[Start of section]
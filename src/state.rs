use std::collections::{BTreeMap, BTreeSet};

use crate::config::AppConfig;
use crate::data::filter::{self, LocalitySelection};
use crate::data::{DataError, DatasetKey, LabeledTable, Registry};

pub type Datasets = BTreeMap<DatasetKey, LabeledTable>;

// ---------------------------------------------------------------------------
// UI choices
// ---------------------------------------------------------------------------

#[derive(Debug, Clone, Copy, PartialEq, Eq)]
pub enum ChartKind {
    TimeSeries,
    BarRanking,
    Heatmap,
    PctChange,
}

impl ChartKind {
    pub const ALL: [ChartKind; 4] = [
        ChartKind::TimeSeries,
        ChartKind::BarRanking,
        ChartKind::Heatmap,
        ChartKind::PctChange,
    ];

    pub fn label(self) -> &'static str {
        match self {
            ChartKind::TimeSeries => "Time series",
            ChartKind::BarRanking => "Ranking (bars)",
            ChartKind::Heatmap => "Heatmap",
            ChartKind::PctChange => "Percentage change",
        }
    }
}

#[derive(Debug, Clone, Copy, PartialEq, Eq)]
pub enum LocalityMode {
    All,
    TopN,
    Manual,
}

#[derive(Debug, Clone, PartialEq, Eq)]
pub enum Status {
    Info(String),
    Error(String),
}

// ---------------------------------------------------------------------------
// Dataset cache
// ---------------------------------------------------------------------------

/// Lazily populated snapshot of every dataset that could be loaded.
///
/// Filled on first access and kept until [`DatasetCache::invalidate`]; a
/// failed load is remembered as an empty snapshot so it is not retried on
/// every frame.
#[derive(Debug, Default)]
pub struct DatasetCache {
    snapshot: Option<Datasets>,
}

impl DatasetCache {
    pub fn get_or_load(&mut self, registry: &Registry) -> Result<&Datasets, DataError> {
        if self.snapshot.is_none() {
            match registry.load_all() {
                Ok(datasets) => self.snapshot = Some(datasets),
                Err(e) => {
                    self.snapshot = Some(BTreeMap::new());
                    return Err(e);
                }
            }
        }
        Ok(self.snapshot.get_or_insert_with(BTreeMap::new))
    }

    pub fn get(&self) -> Option<&Datasets> {
        self.snapshot.as_ref()
    }

    pub fn is_loaded(&self) -> bool {
        self.snapshot.is_some()
    }

    pub fn invalidate(&mut self) {
        self.snapshot = None;
    }
}

// ---------------------------------------------------------------------------
// Application state
// ---------------------------------------------------------------------------

/// The full UI state, independent of rendering.
pub struct AppState {
    pub config: AppConfig,
    pub registry: Registry,
    cache: DatasetCache,

    /// Dataset shown in the central panel.
    pub selected: Option<DatasetKey>,

    pub locality_mode: LocalityMode,
    /// N of the "Top N" mode.
    pub top_n: usize,
    /// Localities ticked in manual mode.
    pub manual: BTreeSet<String>,

    pub chart: ChartKind,
    /// Period shown by the ranking chart.
    pub ranking_period: Option<String>,

    /// Status / error message shown in the top bar.
    pub status: Option<Status>,
}

impl AppState {
    pub fn new(config: AppConfig) -> Self {
        Self {
            registry: Registry::new(config.data_dir.clone()),
            top_n: config.default_top_n,
            config,
            cache: DatasetCache::default(),
            selected: None,
            locality_mode: LocalityMode::All,
            manual: BTreeSet::new(),
            chart: ChartKind::TimeSeries,
            ranking_period: None,
            status: None,
        }
    }

    /// Populate the dataset cache if needed and keep the selection valid.
    pub fn ensure_loaded(&mut self) {
        if self.cache.is_loaded() {
            return;
        }
        match self.cache.get_or_load(&self.registry) {
            Ok(datasets) => {
                log::info!("{} datasets available", datasets.len());
                self.status = None;
            }
            Err(e) => {
                let message = describe(&e);
                log::error!("Failed to load datasets: {message}");
                self.status = Some(Status::Error(format!("Error: {message}")));
            }
        }

        let keys: Vec<DatasetKey> = self
            .datasets()
            .map(|d| d.keys().copied().collect())
            .unwrap_or_default();
        match self.selected.filter(|k| keys.contains(k)).or(keys.first().copied()) {
            Some(key) => self.select_dataset(key),
            None => self.selected = None,
        }
    }

    /// Drop the cached snapshot and read the files again.
    pub fn reload(&mut self) {
        self.cache.invalidate();
        self.ensure_loaded();
    }

    pub fn datasets(&self) -> Option<&Datasets> {
        self.cache.get()
    }

    pub fn current(&self) -> Option<&LabeledTable> {
        let key = self.selected?;
        self.datasets()?.get(&key)
    }

    pub fn availability(&self) -> BTreeMap<DatasetKey, bool> {
        self.registry.check_availability()
    }

    /// Heading of the view shown while no dataset is loaded. A failed load
    /// means the files are present but unreadable.
    pub fn unavailable_heading(&self) -> &'static str {
        match self.status {
            Some(Status::Error(_)) => "Data files could not be read",
            _ => "Data files not found",
        }
    }

    /// Switch dataset and reset the selections that depend on it.
    pub fn select_dataset(&mut self, key: DatasetKey) {
        self.selected = Some(key);
        let Some(dataset) = self.current() else {
            return;
        };
        let manual = filter::first_localities(&dataset.table, self.config.manual_default);
        let last = dataset.table.last_period().map(str::to_string);
        let total = dataset.table.entities().len();

        self.manual = manual;
        self.ranking_period = last;
        self.top_n = self.config.default_top_n.min(total).max(1);
    }

    pub fn set_locality_mode(&mut self, mode: LocalityMode) {
        self.locality_mode = mode;
    }

    /// Tick or untick one locality of the manual selection.
    pub fn toggle_locality(&mut self, name: &str) {
        if !self.manual.remove(name) {
            self.manual.insert(name.to_string());
        }
    }

    pub fn select_all(&mut self) {
        if let Some(dataset) = self.current() {
            self.manual = dataset.table.entities().iter().cloned().collect();
        }
    }

    pub fn select_none(&mut self) {
        self.manual.clear();
    }

    pub fn selection(&self) -> LocalitySelection {
        match self.locality_mode {
            LocalityMode::All => LocalitySelection::All,
            LocalityMode::TopN => LocalitySelection::TopN(self.top_n),
            LocalityMode::Manual => LocalitySelection::Manual(self.manual.clone()),
        }
    }

    /// Localities of the current dataset passing the side-panel filter.
    pub fn selected_localities(&self) -> Result<Vec<String>, DataError> {
        match self.current() {
            Some(dataset) => filter::resolve(&dataset.table, &self.selection()),
            None => Ok(Vec::new()),
        }
    }
}

/// Error message including its sources.
pub fn describe(err: &dyn std::error::Error) -> String {
    let mut message = err.to_string();
    let mut source = err.source();
    while let Some(cause) = source {
        message.push_str(": ");
        message.push_str(&cause.to_string());
        source = cause.source();
    }
    message
}
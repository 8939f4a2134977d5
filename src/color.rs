use eframe::egui::Color32;
use palette::{Hsl, IntoColor, LinSrgb, Mix, Srgb};

// ---------------------------------------------------------------------------
// Series palette
// ---------------------------------------------------------------------------

/// Generates `n` visually distinct colours using evenly spaced hues.
pub fn generate_palette(n: usize) -> Vec<Color32> {
    if n == 0 {
        return Vec::new();
    }
    (0..n)
        .map(|i| {
            let hue = (i as f32 / n as f32) * 360.0;
            let hsl = Hsl::new(hue, 0.65, 0.5);
            let rgb: Srgb = hsl.into_color();
            to_color32(rgb)
        })
        .collect()
}

fn to_color32(rgb: Srgb) -> Color32 {
    Color32::from_rgb(
        (rgb.red.clamp(0.0, 1.0) * 255.0).round() as u8,
        (rgb.green.clamp(0.0, 1.0) * 255.0).round() as u8,
        (rgb.blue.clamp(0.0, 1.0) * 255.0).round() as u8,
    )
}

// ---------------------------------------------------------------------------
// Sequential heat scale (yellow → orange → red)
// ---------------------------------------------------------------------------

const HEAT_STOPS: [(u8, u8, u8); 9] = [
    (0xff, 0xff, 0xcc),
    (0xff, 0xed, 0xa0),
    (0xfe, 0xd9, 0x76),
    (0xfe, 0xb2, 0x4c),
    (0xfd, 0x8d, 0x3c),
    (0xfc, 0x4e, 0x2a),
    (0xe3, 0x1a, 0x1c),
    (0xbd, 0x00, 0x26),
    (0x80, 0x00, 0x26),
];

/// Colour of a value normalised to `0.0..=1.0` on the heat scale.
pub fn heat_color(t: f32) -> Color32 {
    let t = if t.is_finite() { t.clamp(0.0, 1.0) } else { 0.0 };
    let scaled = t * (HEAT_STOPS.len() - 1) as f32;
    let lower = (scaled.floor() as usize).min(HEAT_STOPS.len() - 2);
    let factor = scaled - lower as f32;

    let stop = |(r, g, b): (u8, u8, u8)| -> LinSrgb {
        Srgb::new(r, g, b).into_format::<f32>().into_linear()
    };
    let mixed = stop(HEAT_STOPS[lower]).mix(stop(HEAT_STOPS[lower + 1]), factor);
    to_color32(Srgb::from_linear(mixed))
}

/// Colour used for a heatmap cell without a value.
pub const MISSING_COLOR: Color32 = Color32::from_gray(200);

// ---------------------------------------------------------------------------
// Change colours
// ---------------------------------------------------------------------------

pub const GROWTH_COLOR: Color32 = Color32::from_rgb(0xa6, 0xd8, 0x54);
pub const DECLINE_COLOR: Color32 = Color32::from_rgb(0xff, 0xd9, 0x2f);
pub const BAR_COLOR: Color32 = Color32::from_rgb(0x66, 0xc2, 0xa5);

/// Bar colour for a percentage change.
pub fn change_color(change: f64) -> Color32 {
    if change >= 0.0 {
        GROWTH_COLOR
    } else {
        DECLINE_COLOR
    }
}

#[cfg(test)]
mod tests {
    use super::*;

    #[test]
    fn palette_has_distinct_colours() {
        let colours = generate_palette(6);
        assert_eq!(colours.len(), 6);
        for (i, a) in colours.iter().enumerate() {
            for b in &colours[i + 1..] {
                assert_ne!(a, b);
            }
        }
        assert!(generate_palette(0).is_empty());
    }

    #[test]
    fn heat_scale_endpoints() {
        assert_eq!(heat_color(0.0), Color32::from_rgb(0xff, 0xff, 0xcc));
        assert_eq!(heat_color(1.0), Color32::from_rgb(0x80, 0x00, 0x26));
        assert_eq!(heat_color(f32::NAN), heat_color(0.0));
        assert_eq!(heat_color(7.0), heat_color(1.0));
    }

    #[test]
    fn change_colours_split_on_sign() {
        assert_eq!(change_color(12.0), GROWTH_COLOR);
        assert_eq!(change_color(0.0), GROWTH_COLOR);
        assert_eq!(change_color(-3.0), DECLINE_COLOR);
    }
}
//! Dashboard for the RAIS microelectronics labor-market series.
//!
//! [`data`] turns the source spreadsheets into period-indexed tables and is
//! usable on its own; [`app`], [`state`] and [`ui`] are the egui front end.

pub mod app;
pub mod color;
pub mod config;
pub mod data;
pub mod state;
pub mod ui;
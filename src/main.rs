use anyhow::{Context, Result, anyhow};
use eframe::egui;

use rais_dashboard::app::RaisDashboardApp;
use rais_dashboard::config::AppConfig;

fn main() -> Result<()> {
    env_logger::init();

    let config = AppConfig::from_env_and_args().context("reading configuration")?;
    log::info!("Reading datasets from {}", config.data_dir.display());

    let options = eframe::NativeOptions {
        viewport: egui::ViewportBuilder::default()
            .with_inner_size([1280.0, 860.0])
            .with_min_inner_size([720.0, 480.0]),
        ..Default::default()
    };

    eframe::run_native(
        "Microeletrônica no Brasil – RAIS 2006–2019",
        options,
        Box::new(|_cc| Ok(Box::new(RaisDashboardApp::new(config)))),
    )
    .map_err(|e| anyhow!("{e}"))
}
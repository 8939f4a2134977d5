use eframe::egui::{self, Align2, Color32, FontId, Rect, Sense, Ui, vec2};
use egui_plot::{Bar, BarChart, Legend, Line, Plot, PlotPoints, Points};

use crate::color::{BAR_COLOR, MISSING_COLOR, change_color, generate_palette, heat_color};
use crate::config::AppConfig;
use crate::data::LabeledTable;
use crate::data::analysis::{self, Heatmap};
use crate::state::ChartKind;

use super::format_count;

const CHART_HEIGHT: f32 = 460.0;

// ---------------------------------------------------------------------------
// Chart dispatch (central panel)
// ---------------------------------------------------------------------------

/// Render the selected chart for `localities`.
pub fn chart(
    ui: &mut Ui,
    dataset: &LabeledTable,
    localities: &[String],
    kind: ChartKind,
    ranking_period: &mut Option<String>,
    config: &AppConfig,
) {
    if localities.is_empty() {
        ui.colored_label(
            Color32::from_rgb(0xd9, 0x8c, 0x00),
            "Select at least one locality in the side panel.",
        );
        return;
    }

    ui.heading(chart_title(dataset, kind, ranking_period.as_deref()));
    match kind {
        ChartKind::TimeSeries => time_series(ui, dataset, localities),
        ChartKind::BarRanking => {
            period_slider(ui, dataset, ranking_period);
            if let Some(period) = ranking_period.as_deref() {
                ranking_chart(ui, dataset, period, config.ranking_rows.min(localities.len()));
            }
        }
        ChartKind::Heatmap => heatmap_chart(ui, dataset, localities, config.heatmap_rows),
        ChartKind::PctChange => pct_change_chart(
            ui,
            dataset,
            localities,
            config.ranking_rows.min(localities.len()),
        ),
    }
}

fn chart_title(dataset: &LabeledTable, kind: ChartKind, period: Option<&str>) -> String {
    let table = &dataset.table;
    match kind {
        ChartKind::TimeSeries => dataset.title.to_string(),
        ChartKind::BarRanking => format!("{} – Ranking {}", dataset.title, period.unwrap_or("")),
        ChartKind::Heatmap => format!("{} – Evolution", dataset.title),
        ChartKind::PctChange => format!(
            "{} – Change {}→{} (%)",
            dataset.title,
            table.first_period().unwrap_or(""),
            table.last_period().unwrap_or("")
        ),
    }
}

/// Label of the category bar closest to a grid mark, if any.
fn category_label(labels: &[String], value: f64) -> String {
    let index = value.round();
    if (value - index).abs() > 1e-6 || index < 0.0 {
        return String::new();
    }
    labels.get(index as usize).cloned().unwrap_or_default()
}

// ---------------------------------------------------------------------------
// Line series over time
// ---------------------------------------------------------------------------

fn time_series(ui: &mut Ui, dataset: &LabeledTable, localities: &[String]) {
    let palette = generate_palette(localities.len());

    Plot::new("time_series")
        .legend(Legend::default())
        .height(CHART_HEIGHT)
        .x_axis_label("Year")
        .y_axis_label(dataset.unit_label)
        .x_axis_formatter(|mark, _range| format!("{:.0}", mark.value))
        .allow_boxed_zoom(true)
        .allow_drag(true)
        .allow_scroll(true)
        .allow_zoom(true)
        .show(ui, |plot_ui| {
            for (name, color) in localities.iter().zip(palette) {
                let points = match analysis::series_points(&dataset.table, name) {
                    Ok(points) => points,
                    Err(e) => {
                        log::warn!("{e}");
                        continue;
                    }
                };
                let coords: Vec<[f64; 2]> = points.iter().map(|&(x, y)| [x, y]).collect();

                plot_ui.line(
                    Line::new(PlotPoints::from(coords.clone()))
                        .name(name)
                        .color(color)
                        .width(2.5),
                );
                plot_ui.points(
                    Points::new(PlotPoints::from(coords))
                        .name(name)
                        .color(color)
                        .radius(3.5),
                );
            }
        });
}

// ---------------------------------------------------------------------------
// Horizontal ranking bars for one period
// ---------------------------------------------------------------------------

fn period_slider(ui: &mut Ui, dataset: &LabeledTable, period: &mut Option<String>) {
    let periods = dataset.table.periods();
    if periods.is_empty() {
        return;
    }
    let mut index = period
        .as_deref()
        .and_then(|p| dataset.table.period_index(p).ok())
        .unwrap_or(periods.len() - 1);

    ui.horizontal(|ui: &mut Ui| {
        ui.label("Year");
        ui.add(egui::Slider::new(&mut index, 0..=periods.len() - 1).show_value(false));
        ui.strong(&periods[index]);
    });
    *period = Some(periods[index].clone());
}

fn ranking_chart(ui: &mut Ui, dataset: &LabeledTable, period: &str, top_n: usize) {
    let ranked = match analysis::ranking(&dataset.table, period, top_n) {
        Ok(r) => r,
        Err(e) => {
            ui.colored_label(Color32::RED, e.to_string());
            return;
        }
    };
    let unit = dataset.unit_label;
    let bars = ranked
        .iter()
        .enumerate()
        .map(|(i, (name, value))| Bar::new(i as f64, *value).name(name).fill(BAR_COLOR))
        .collect();
    horizontal_bars(
        ui,
        "ranking",
        ranked.into_iter().map(|(name, _)| name).collect(),
        BarChart::new(bars).element_formatter(Box::new(move |bar, _chart| {
            format!("{}\n{unit}: {}", bar.name, format_count(bar.value))
        })),
        unit,
    );
}

// ---------------------------------------------------------------------------
// Percentage change between first and last period
// ---------------------------------------------------------------------------

fn pct_change_chart(ui: &mut Ui, dataset: &LabeledTable, localities: &[String], top_n: usize) {
    let changes = match analysis::pct_change_by_entity(&dataset.table, Some(localities), top_n) {
        Ok(c) => c,
        Err(e) => {
            ui.colored_label(Color32::RED, e.to_string());
            return;
        }
    };
    if changes.is_empty() {
        ui.label("No locality has values in both the first and the last period.");
        return;
    }
    let bars = changes
        .iter()
        .enumerate()
        .map(|(i, (name, change))| {
            Bar::new(i as f64, *change)
                .name(name)
                .fill(change_color(*change))
        })
        .collect();
    horizontal_bars(
        ui,
        "pct_change",
        changes.into_iter().map(|(name, _)| name).collect(),
        BarChart::new(bars).element_formatter(Box::new(|bar, _chart| {
            format!("{}\nChange: {:+.1}%", bar.name, bar.value)
        })),
        "Change (%)",
    );
}

fn horizontal_bars(ui: &mut Ui, id: &str, labels: Vec<String>, chart: BarChart, x_label: &str) {
    let height = (labels.len() as f32 * 28.0).clamp(200.0, CHART_HEIGHT);
    Plot::new(id)
        .height(height)
        .x_axis_label(x_label)
        .y_axis_formatter(move |mark, _range| category_label(&labels, mark.value))
        .allow_drag(false)
        .allow_scroll(false)
        .allow_zoom(false)
        .show(ui, |plot_ui| {
            plot_ui.bar_chart(chart.horizontal().width(0.7));
        });
}

// ---------------------------------------------------------------------------
// Heatmap over period × locality
// ---------------------------------------------------------------------------

const LABEL_WIDTH: f32 = 170.0;
const HEADER_HEIGHT: f32 = 24.0;
const CELL_HEIGHT: f32 = 26.0;

fn heatmap_chart(ui: &mut Ui, dataset: &LabeledTable, localities: &[String], rows: usize) {
    let heat = match analysis::heatmap(&dataset.table, Some(localities), rows) {
        Ok(h) => h,
        Err(e) => {
            ui.colored_label(Color32::RED, e.to_string());
            return;
        }
    };
    let Some((lo, hi)) = heat.bounds() else {
        ui.label("No values to show.");
        return;
    };

    let n_cols = heat.periods.len().max(1);
    let cell_width = ((ui.available_width() - LABEL_WIDTH) / n_cols as f32).max(28.0);
    let size = vec2(
        LABEL_WIDTH + cell_width * n_cols as f32,
        HEADER_HEIGHT + CELL_HEIGHT * heat.entities.len() as f32,
    );
    let (response, painter) = ui.allocate_painter(size, Sense::hover());
    let origin = response.rect.min;
    let text_color = ui.visuals().text_color();
    let font = FontId::proportional(12.0);

    let scale = |v: f64| -> f32 {
        if hi > lo {
            ((v - lo) / (hi - lo)) as f32
        } else {
            0.5
        }
    };

    for (j, period) in heat.periods.iter().enumerate() {
        painter.text(
            origin + vec2(LABEL_WIDTH + cell_width * (j as f32 + 0.5), HEADER_HEIGHT / 2.0),
            Align2::CENTER_CENTER,
            period,
            font.clone(),
            text_color,
        );
    }
    for (i, entity) in heat.entities.iter().enumerate() {
        let top = HEADER_HEIGHT + CELL_HEIGHT * i as f32;
        painter.text(
            origin + vec2(LABEL_WIDTH - 8.0, top + CELL_HEIGHT / 2.0),
            Align2::RIGHT_CENTER,
            entity,
            font.clone(),
            text_color,
        );
        for (j, value) in heat.values[i].iter().enumerate() {
            let rect = Rect::from_min_size(
                origin + vec2(LABEL_WIDTH + cell_width * j as f32, top),
                vec2(cell_width, CELL_HEIGHT),
            )
            .shrink(1.0);
            let fill = value.map_or(MISSING_COLOR, |v| heat_color(scale(v)));
            painter.rect_filled(rect, 2.0, fill);
        }
    }

    let tooltip = response
        .hover_pos()
        .and_then(|pos| hovered_cell(&heat, pos - origin, cell_width))
        .map(|(i, j)| {
            let value = heat.values[i][j].map_or("–".to_string(), format_count);
            format!(
                "{}\nYear: {}\n{}: {value}",
                heat.entities[i], heat.periods[j], dataset.unit_label
            )
        });
    if let Some(text) = tooltip {
        response.on_hover_text_at_pointer(text);
    }

    heat_legend(ui, lo, hi);
}

/// `(entity, period)` under a pointer offset relative to the heatmap origin.
fn hovered_cell(heat: &Heatmap, offset: egui::Vec2, cell_width: f32) -> Option<(usize, usize)> {
    if offset.x < LABEL_WIDTH || offset.y < HEADER_HEIGHT {
        return None;
    }
    let i = ((offset.y - HEADER_HEIGHT) / CELL_HEIGHT) as usize;
    let j = ((offset.x - LABEL_WIDTH) / cell_width) as usize;
    (i < heat.entities.len() && j < heat.periods.len()).then_some((i, j))
}

fn heat_legend(ui: &mut Ui, lo: f64, hi: f64) {
    ui.horizontal(|ui: &mut Ui| {
        ui.label(format_count(lo));
        for step in 0..=10 {
            let (rect, _) = ui.allocate_exact_size(vec2(16.0, 12.0), Sense::hover());
            ui.painter()
                .rect_filled(rect, 0.0, heat_color(step as f32 / 10.0));
        }
        ui.label(format_count(hi));
    });
}

#[cfg(test)]
mod tests {
    use super::*;

    #[test]
    fn category_labels_only_on_whole_marks() {
        let labels = vec!["AM".to_string(), "SP".to_string()];
        assert_eq!(category_label(&labels, 1.0), "SP");
        assert_eq!(category_label(&labels, 0.5), "");
        assert_eq!(category_label(&labels, -1.0), "");
        assert_eq!(category_label(&labels, 2.0), "");
    }

    #[test]
    fn hover_maps_to_cells() {
        let heat = Heatmap {
            entities: vec!["SP".into(), "MG".into()],
            periods: vec!["2006".into(), "2007".into()],
            values: vec![vec![Some(1.0), Some(2.0)], vec![None, Some(4.0)]],
        };
        let cell = |x: f32, y: f32| hovered_cell(&heat, vec2(x, y), 40.0);
        assert_eq!(cell(LABEL_WIDTH + 5.0, HEADER_HEIGHT + 5.0), Some((0, 0)));
        assert_eq!(cell(LABEL_WIDTH + 45.0, HEADER_HEIGHT + CELL_HEIGHT + 1.0), Some((1, 1)));
        assert_eq!(cell(10.0, 50.0), None);
        assert_eq!(cell(LABEL_WIDTH + 100.0, HEADER_HEIGHT + 1.0), None);
    }
}
//! egui rendering. Everything here reads [`crate::state::AppState`] and the
//! loaded tables; the only writes go back through `AppState` methods.

pub mod metrics;
pub mod panels;
pub mod plot;
pub mod table;

/// Thousands-separated integer, e.g. `12,345`.
pub fn format_count(value: f64) -> String {
    let rounded = value.round();
    let digits = format!("{}", rounded.abs() as u64);
    let mut out = String::with_capacity(digits.len() + digits.len() / 3 + 1);
    if rounded < 0.0 {
        out.push('-');
    }
    for (i, ch) in digits.chars().enumerate() {
        if i > 0 && (digits.len() - i) % 3 == 0 {
            out.push(',');
        }
        out.push(ch);
    }
    out
}

#[cfg(test)]
mod tests {
    use super::format_count;

    #[test]
    fn counts_get_separators() {
        assert_eq!(format_count(0.0), "0");
        assert_eq!(format_count(999.0), "999");
        assert_eq!(format_count(1000.0), "1,000");
        assert_eq!(format_count(1234567.4), "1,234,567");
        assert_eq!(format_count(-45210.0), "-45,210");
    }
}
[End of section]
* Problem to work on
Counting only lines that contain the word "ranked", state how many appear in the entries, and add nothing.

* Solution for this task
3